An allegation that the evidence "was not seized incidental to a valid arrest and/or search" will not justify the exercise of the judicial process merely to explore whether the affiant was truthful.

Nowhere in the argument on the motion to suppress did the lawyer for the defendants indicate the reason for doubting the truthfulness of the affidavit.[1]

For these reasons, the writ previously issued herein is recalled, having been improvidently granted, and the case is remanded for further proceedings.

SANDERS, C. J., concurs in the result.

SUMMERS, J., concurs in result and assigns reasons.

SUMMERS, Justice (concurring).

I agree that the writ was improvidently issued, but I do not agree with the dicta in the majority opinion which seeks to modify the effect of our holding in State v. Anselmo, 260 La. 306, 256 So. 2d 98 (1972). I have assigned reasons for this position in a dissenting opinion handed down today in State v. Melson, La., 284 So. 2d 873. See also State v. Petillo, 61 N.J. 165, 293 A.2d 649 (1972), cert. denied, 410 U.S. 945, 93 S. Ct. 1393, 35 L. Ed. 2d 611.

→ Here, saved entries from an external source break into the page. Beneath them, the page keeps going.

//! Per-service runtime settings loaded with the `config` crate

use config::{Config, ConfigError, Environment};
use serde::Deserialize;

/// HTTP listener settings
#[derive(Debug, Clone, Deserialize)]
pub struct ServerConfig {
    /// Socket address the service binds to
    pub bind_addr: String,
}

impl ServerConfig {
    /// Load settings from `<PREFIX>_*` environment variables
    ///
    /// # Environment Variables
    /// - `<PREFIX>_BIND_ADDR`: listener address (default: `default_bind_addr`)
    pub fn from_env(prefix: &str, default_bind_addr: &str) -> Result<Self, ConfigError> {
        Config::builder()
            .set_default("bind_addr", default_bind_addr)?
            .add_source(Environment::with_prefix(prefix))
            .build()?
            .try_deserialize()
    }
}

#[cfg(test)]
mod tests {
    use super::*;
    use serial_test::serial;

    #[test]
    #[serial]
    fn test_server_config_default() {
        unsafe {
            std::env::remove_var("FAIRTEST_BIND_ADDR");
        }

        let config = ServerConfig::from_env("FAIRTEST", "0.0.0.0:3001").unwrap();
        assert_eq!(config.bind_addr, "0.0.0.0:3001");
    }

    #[test]
    #[serial]
    fn test_server_config_override() {
        unsafe {
            std::env::set_var("FAIRTEST_BIND_ADDR", "127.0.0.1:9000");
        }

        let config = ServerConfig::from_env("FAIRTEST", "0.0.0.0:3001").unwrap();
        assert_eq!(config.bind_addr, "127.0.0.1:9000");

        unsafe {
            std::env::remove_var("FAIRTEST_BIND_ADDR");
        }
    }
}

[1] "My main purpose for examining Agent Bayer was to question him in connection with the facts which he recited in his application for and the sworn proof of probable cause. He went before the magistrate. We have not had the opportunity to have a contradictory hearing on behalf of the defendants whereas, we can question Agent Bayer to see if probable cause did, in fact, exist. So that was my main reason for wanting to question him at this motion to suppress. Secondly, he talks in his application about confidential informers. I'm fully aware that he does not have to disclose the name of his confidential informers but when he states in his application that he received certain information from a confidential informer together with all the other pertinent information, the information which he puts in his application, I certainly think that the opportunity to question him regarding the information received from the confidential informant, how he applied this information in obtaining the search warrant is certainly grounds to find out if, in fact, probable cause did or was present for the committing magistrate to sign the search warrant. So it would be limited strictly to his credibility and the actual reasons for probable cause existing for the search warrant." Argument of counsel for defendants in motion to suppress.